The above clip is one of my favorite Cosby show episodes. About 8 minutes in, I die laughing. Especially when it comes to Maxine Reid’s part…DIG DEEPER! DIG DEEPER!

In all seriousness though, I feel like that should be a mantra for the friendships that I am maintaining right now. Dig deeper. I feel like nearly every relationship I hold with someone is superficial. We talk about so-called deep issues, but always gloss over them with jokes or witty banter. I can honestly say that I have so many things that I would like to share with my friends to get feedback or just to get off my chest, but I hold back.

It’s amazing how much I close up the closer that I get to a person. It’s a running joke between my friend Ally and I about how when we were strangers I told her nearly everything about my life. Now?

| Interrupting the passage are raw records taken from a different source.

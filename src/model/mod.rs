pub mod matrix;
pub mod series;
pub mod signal;

pub use matrix::BucketMatrix;
pub use series::{month_end, month_end_after, resample_month_end, Observation, TimeSeries};
pub use signal::{Direction, NormalizedSignal, Signal};
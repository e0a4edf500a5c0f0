use chrono::NaiveDate;
use ma_health_forecast::error::ForecastError;
use ma_health_forecast::forecast::{fit_auto, select_order, VarModel};
use ma_health_forecast::model::{month_end_after, BucketMatrix};
use ndarray::Array2;

fn noise(seed: u64, n: usize) -> Vec<f64> {
    let mut state = seed;
    (0..n)
        .map(|_| {
            state = state
                .wrapping_mul(6364136223846793005)
                .wrapping_add(1442695040888963407);
            ((state >> 11) as f64 / (1u64 << 53) as f64) - 0.5
        })
        .collect()
}

/// Three buckets: two AR(1) processes and a seasonal AR(2).
fn buckets(n: usize) -> BucketMatrix {
    let (e0, e1, e2) = (noise(1, n), noise(2, n), noise(3, n));
    let mut data = Array2::<f64>::zeros((n, 3));
    for t in 2..n {
        data[[t, 0]] = 0.3 + 0.8 * data[[t - 1, 0]] + e0[t];
        data[[t, 1]] = 0.5 * data[[t - 1, 1]] + 0.1 * data[[t - 1, 0]] + e1[t];
        data[[t, 2]] = 1.2 * data[[t - 1, 2]] - 0.5 * data[[t - 2, 2]] + e2[t];
    }
    let start = NaiveDate::from_ymd_opt(1995, 1, 31).unwrap();
    let dates = (0..n).map(|i| month_end_after(start, i as u32)).collect();
    BucketMatrix::new(
        dates,
        vec!["Credit".into(), "Sentiment".into(), "Valuation".into()],
        data,
    )
    .unwrap()
}

#[test]
fn forecast_has_composite_row_sum() {
    let fitted = fit_auto(&buckets(300), 12, 4).unwrap();
    let fc = fitted.model.forecast(12);
    assert_eq!(fc.values.dim(), (12, 3));
    assert_eq!(fc.dates.len(), 12);
    assert_eq!(fc.columns, vec!["Credit", "Sentiment", "Valuation"]);
    for h in 0..12 {
        let sum: f64 = fc.values.row(h).sum();
        assert!((fc.composite[h] - sum).abs() < 1e-12);
    }
}

#[test]
fn selection_finds_second_order_dynamics() {
    let sel = select_order(&buckets(400), 8).unwrap();
    assert_eq!(sel.max_order, 8);
    assert_eq!(sel.aic.len(), 8);
    // The AR(2) bucket cannot be described with a single lag.
    assert!(sel.selected >= 2);
    let aic1 = sel.aic[0].1;
    let best = sel.aic.iter().find(|(p, _)| *p == sel.selected).unwrap().1;
    assert!(best < aic1);
}

#[test]
fn impulse_response_tensor_shape() {
    let model = VarModel::fit(&buckets(300), 2).unwrap();
    let irf = model.impulse_response(12).unwrap();
    assert_eq!(irf.values().dim(), (13, 3, 3));
    assert_eq!(irf.shock_column(1).dim(), (13, 3));
    // Recursive identification: earlier columns do not react on impact to later shocks.
    assert_eq!(irf.response(0, 0, 1), 0.0);
    assert_eq!(irf.response(0, 0, 2), 0.0);
    assert_eq!(irf.response(0, 1, 2), 0.0);
    assert!(irf.response(0, 2, 2) > 0.0);
    // Stable system: responses die out.
    assert!(irf.response(12, 0, 0).abs() < irf.response(0, 0, 0).abs());
}

#[test]
fn forecasts_are_bit_identical_across_calls() {
    let m = buckets(250);
    let a = fit_auto(&m, 12, 4).unwrap();
    let b = fit_auto(&m, 12, 4).unwrap();
    assert_eq!(a.model.order(), b.model.order());
    assert_eq!(a.model.forecast(24), b.model.forecast(24));
    assert_eq!(
        a.model.impulse_response(24).unwrap(),
        b.model.impulse_response(24).unwrap()
    );
}

#[test]
fn unfittable_matrix_is_an_explicit_error() {
    let err = fit_auto(&buckets(8), 12, 4).unwrap_err();
    assert!(err.is_recoverable());
    assert!(matches!(err, ForecastError::DataInsufficient { .. }));
}
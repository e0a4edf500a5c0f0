use serde::{Deserialize, Serialize};

use crate::error::{ForecastError, ForecastResult};

/// Family prefix carried by shock keys; forecaster columns omit it.
pub const BUCKET_PREFIX: &str = "BKT_";

pub const CONFIDENCE_BEAR: f64 = -20.0;
pub const CONFIDENCE_BULL: f64 = 20.0;
pub const VOLATILITY_HIGH: f64 = 10.0;
pub const VOLATILITY_LOW: f64 = -5.0;

/// Index points per unit of each dial, tuned for the 0-100 scale.
#[derive(Debug, Clone, Copy, PartialEq, Serialize, Deserialize)]
pub struct ShockCoefficients {
    /// Points per 100bp of rate change.
    #[serde(default = "default_k_rate")]
    pub k_rate: f64,
    /// Points per 20 points of confidence.
    #[serde(default = "default_k_conf")]
    pub k_conf: f64,
    /// Points per 10 points of volatility.
    #[serde(default = "default_k_vol")]
    pub k_vol: f64,
}

fn default_k_rate() -> f64 {
    15.0
}

fn default_k_conf() -> f64 {
    20.0
}

fn default_k_vol() -> f64 {
    15.0
}

impl Default for ShockCoefficients {
    fn default() -> Self {
        Self {
            k_rate: default_k_rate(),
            k_conf: default_k_conf(),
            k_vol: default_k_vol(),
        }
    }
}

/// User-facing macro dials.
#[derive(Debug, Clone, Copy, Default, PartialEq, Serialize, Deserialize)]
pub struct ShockDials {
    pub rate_change_bps: f64,
    pub confidence_shock: f64,
    pub volatility_shock: f64,
}

/// Shock magnitude for one bucket, keyed with the family prefix.
#[derive(Debug, Clone, PartialEq, Serialize)]
pub struct BucketShock {
    pub key: String,
    pub magnitude: f64,
}

#[derive(Debug, Clone, Copy, Default, PartialEq)]
pub struct ShockSpec {
    pub dials: ShockDials,
    pub coefficients: ShockCoefficients,
}

impl ShockSpec {
    pub fn new(dials: ShockDials, coefficients: ShockCoefficients) -> Self {
        Self {
            dials,
            coefficients,
        }
    }

    /// A rate increase is a negative shock to deal conditions.
    pub fn rate_impact(&self) -> f64 {
        -(self.dials.rate_change_bps / 100.0) * self.coefficients.k_rate
    }

    pub fn confidence_impact(&self) -> f64 {
        (self.dials.confidence_shock / 20.0) * self.coefficients.k_conf
    }

    pub fn volatility_impact(&self) -> f64 {
        -(self.dials.volatility_shock / 10.0) * self.coefficients.k_vol
    }

    /// Per-bucket magnitudes, including the cross-terms.
    pub fn mapping(&self) -> Vec<BucketShock> {
        let rate = self.rate_impact();
        let conf = self.confidence_impact();
        let vol = self.volatility_impact();
        [
            ("Credit", rate + vol * 0.5),
            ("Sentiment", conf + vol * 0.2),
            ("Valuation", rate),
            ("Volatility", vol),
            ("Liquidity", rate + conf * 0.3),
        ]
        .into_iter()
        .map(|(bucket, magnitude)| BucketShock {
            key: format!("{}{}", BUCKET_PREFIX, bucket),
            magnitude,
        })
        .collect()
    }

    pub fn is_neutral(&self) -> bool {
        self.mapping().iter().all(|s| s.magnitude == 0.0)
    }
}

fn parse_dial(kind: &str, raw: &str, presets: &[(&str, f64)]) -> ForecastResult<f64> {
    let trimmed = raw.trim();
    if trimmed.is_empty() {
        return Ok(0.0);
    }
    if let Some((_, v)) = presets
        .iter()
        .find(|(name, _)| name.eq_ignore_ascii_case(trimmed))
    {
        return Ok(*v);
    }
    match trimmed.parse::<f64>() {
        Ok(v) if v.is_finite() => Ok(v),
        _ => Err(ForecastError::Config(format!(
            "invalid {} dial '{}': expected a number or one of {}",
            kind,
            raw,
            presets
                .iter()
                .map(|(name, _)| *name)
                .collect::<Vec<_>>()
                .join("/")
        ))),
    }
}

pub fn parse_rate_dial(raw: &str) -> ForecastResult<f64> {
    parse_dial("rate", raw, &[])
}

/// `Bear` / `Neutral` / `Bull` or a number.
pub fn parse_confidence_dial(raw: &str) -> ForecastResult<f64> {
    parse_dial(
        "confidence",
        raw,
        &[
            ("Bear", CONFIDENCE_BEAR),
            ("Neutral", 0.0),
            ("Bull", CONFIDENCE_BULL),
        ],
    )
}

/// `Low` / `Normal` / `High` or a number.
pub fn parse_volatility_dial(raw: &str) -> ForecastResult<f64> {
    parse_dial(
        "volatility",
        raw,
        &[
            ("Low", VOLATILITY_LOW),
            ("Normal", 0.0),
            ("High", VOLATILITY_HIGH),
        ],
    )
}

She says it’s like pulling teeth. It’s not that I don’t want to share stuff, it’s that well…

I don’t want to be Debbie Downer. I don’t want to be the [REDACTED] of someone else’s life. I don’t want people to feel like they have to avoid me because all I talk about is my unhappiness. Truth is, I am in a place where I am grateful for most things in my life, but am hella frustrated and upset with the major things [relationships or lack thereof, family, money etc.]. Every once in a while, I’ll let loose and go on a tear about these things, but most often I keep it to myself. Which is not good for my sanity, lemmetellyou!

I often wonder how to broach this conversation with my friends without coming off offensive. I don’t need to know every detail (nor do they need to know every one of mine), but I could sure use someone to talk to during my “on the bridge, ready to leap moments”. I think that’s my main reason that I started blogging. Most people were unaware of my blog when I first started back in 2004. I used to share a LOT more back then. Somewhere along the line though, I decided to be on my Leo steez and share my links with people who knew me in real life. With that openness came stiflement. I want to make a promise to myself to not hold ish back on this site anymore. Hell, I’m paying for the webspace [oh yeah…did I mention my new domain? ;)] so I should be able to say what I want without fear of reproach or judgement, right?